Introduction to Tornado
So I did an introduction to Tornado talk at the recent Austin Web Python Users' Group (or AWPUG as it is better known). It was a lot more fun for me than I bet it was for those who had to hear me yammer on. Thankfully, Travis Swicegood followed with an excellent talk on Class-based views in Django 1.3.
Someone had a Flip video camera going, so the intarweb may soon be blasted with my incomprehensible jabbering.
Anyway, here are the slides from my talk:
Also, I made a fake site for people to see how one might construct an async API-dependent website in Tornado pretty quickly. It depends on Torn, a project a few of us are working on which shamelessly apes a subset of django-admin.py, just for Tornado sites.
As an aside, someone asked me a question about why you would pick Tornado over gevent, when gevent will let you use any WSGI framework on top of magically asynchronous sockets. I mumbled something about "explicit versus implicit" and the Zen of Python, but in retrospect I totally bombed that question.
While the explicit nature of Tornado IS awesome, as is the performance of epoll, etc., Tornado is genius in the fact that it somehow manages to provide very low-level, simple access to all parts of the HTTP request-response cycle and yet simultaneously includes most helpers you might need for building a slick web application.

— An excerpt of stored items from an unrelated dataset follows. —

//! Row encoder
//!
//! Pure functions turning one [`Entry`] into spool rows, one per target
//! table, in the PostgreSQL COPY text format: tab separated, no quoting,
//! `\N` for null, and `\t` / `\n` / `\r` / `\\` escapes inside fields.
//! Row order for a given entry is deterministic and follows the catalog.

use std::borrow::Cow;
use std::collections::HashSet;

use crate::model::{Entry, Profile, XmlNode};
use crate::schema;

/// COPY text-format null.
pub const NULL_FIELD: &str = "\\N";

/// Comment types retained by the `standard` profile.
const STANDARD_COMMENT_TYPES: &[&str] = &["function", "disease", "subcellular location"];

/// All spool rows produced from a single entry. The coordinator writes a
/// batch as one unit so an entry never appears partially loaded.
#[derive(Debug, Clone, Default)]
pub struct EntryRows {
    /// `(table name, encoded line without trailing newline)` pairs.
    pub rows: Vec<(&'static str, String)>,
}

/// Escape a field value for the COPY text format.
pub fn escape(value: &str) -> Cow<'_, str> {
    if !value.contains(['\t', '\n', '\r', '\\']) {
        return Cow::Borrowed(value);
    }
    let mut out = String::with_capacity(value.len() + 8);
    for c in value.chars() {
        match c {
            '\t' => out.push_str("\\t"),
            '\n' => out.push_str("\\n"),
            '\r' => out.push_str("\\r"),
            '\\' => out.push_str("\\\\"),
            other => out.push(other),
        }
    }
    Cow::Owned(out)
}

fn text_field(value: Option<&str>) -> String {
    match value {
        Some(v) => escape(v).into_owned(),
        None => NULL_FIELD.to_string(),
    }
}

fn num_field<N: ToString>(value: Option<N>) -> String {
    match value {
        Some(v) => v.to_string(),
        None => NULL_FIELD.to_string(),
    }
}

fn date_field(value: Option<chrono::NaiveDate>) -> String {
    match value {
        Some(d) => d.format("%Y-%m-%d").to_string(),
        None => NULL_FIELD.to_string(),
    }
}

fn bool_field(value: bool) -> &'static str {
    if value {
        "t"
    } else {
        "f"
    }
}

/// Serialize a list of XML nodes as a single-line JSON array; an empty
/// list encodes as null, matching a column that was never populated.
fn json_field(nodes: &[XmlNode]) -> String {
    if nodes.is_empty() {
        return NULL_FIELD.to_string();
    }
    let json = serde_json::to_string(nodes).expect("xml node serialization cannot fail");
    escape(&json).into_owned()
}

fn comments_for_profile(entry: &Entry, profile: Profile) -> Vec<XmlNode> {
    match profile {
        Profile::Full => entry.comments.clone(),
        Profile::Standard => entry
            .comments
            .iter()
            .filter(|c| {
                c.attr("type")
                    .is_some_and(|t| STANDARD_COMMENT_TYPES.contains(&t))
            })
            .cloned()
            .collect(),
    }
}

/// Encode one entry into its spool rows under the given profile.
pub fn encode_entry(entry: &Entry, profile: Profile) -> EntryRows {
    let accession = entry.primary_accession.as_str();
    let mut out = EntryRows::default();

    if let Some(taxid) = entry.ncbi_taxid {
        out.rows.push((
            schema::TAXONOMY,
            [
                taxid.to_string(),
                text_field(entry.organism_scientific_name.as_deref()),
                text_field(entry.organism_lineage.as_deref()),
            ]
            .join("\t"),
        ));
    }

    let comments = comments_for_profile(entry, profile);
    let (features, db_references, evidence): (&[XmlNode], &[XmlNode], &[XmlNode]) = match profile {
        Profile::Full => (&entry.features, &entry.db_references, &entry.evidence),
        Profile::Standard => (&[], &[], &[]),
    };
    out.rows.push((
        schema::PROTEINS,
        [
            escape(accession).into_owned(),
            text_field(entry.uniprot_id.as_deref()),
            text_field(entry.protein_name.as_deref()),
            num_field(entry.ncbi_taxid),
            num_field(entry.sequence_length),
            num_field(entry.molecular_weight),
            date_field(entry.created_date),
            date_field(entry.modified_date),
            json_field(&comments),
            json_field(features),
            json_field(db_references),
            json_field(evidence),
        ]
        .join("\t"),
    ));

    out.rows.push((
        schema::SEQUENCES,
        [
            escape(accession).into_owned(),
            text_field(entry.sequence.as_deref()),
        ]
        .join("\t"),
    ));

    let mut seen_secondary = HashSet::new();
    for secondary in &entry.secondary_accessions {
        if secondary == accession || !seen_secondary.insert(secondary.as_str()) {
            continue;
        }
        out.rows.push((
            schema::ACCESSIONS,
            [escape(accession).into_owned(), escape(secondary).into_owned()].join("\t"),
        ));
    }

    let mut seen_genes = HashSet::new();
    for gene in &entry.genes {
        if !seen_genes.insert(gene.name.as_str()) {
            continue;
        }
        out.rows.push((
            schema::GENES,
            [
                escape(accession).into_owned(),
                escape(&gene.name).into_owned(),
                bool_field(gene.is_primary).to_string(),
            ]
            .join("\t"),
        ));
    }

    let mut seen_keywords = HashSet::new();
    for keyword in &entry.keywords {
        if !seen_keywords.insert(keyword.id.as_str()) {
            continue;
        }
        out.rows.push((
            schema::KEYWORDS,
            [
                escape(accession).into_owned(),
                escape(&keyword.id).into_owned(),
                escape(&keyword.label).into_owned(),
            ]
            .join("\t"),
        ));
    }

    let mut seen_go = HashSet::new();
    for go_term in &entry.go_terms {
        if !seen_go.insert(go_term.as_str()) {
            continue;
        }
        out.rows.push((
            schema::PROTEIN_TO_GO,
            [escape(accession).into_owned(), escape(go_term).into_owned()].join("\t"),
        ));
    }

    if let Some(taxid) = entry.ncbi_taxid {
        out.rows.push((
            schema::PROTEIN_TO_TAXONOMY,
            [escape(accession).into_owned(), taxid.to_string()].join("\t"),
        ));
    }

    out
}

By overwriting a few methods, I can create a custom authentication system in a few lines, using whatever data backend I choose.
You can do the same with Django, but the difference is that Django's shortcuts tend to make you follow Django conventions. Tornado provides the tools to easily create your own. Tie that in with slick async single-sign-on libraries for Twitter, Facebook, Google, OAuth, etc. and that's just one simple example of one of Tornado's many benefits. Personally, I just tend to work faster in Tornado, with more flexibility.
Anyway, that's what I should have said. :)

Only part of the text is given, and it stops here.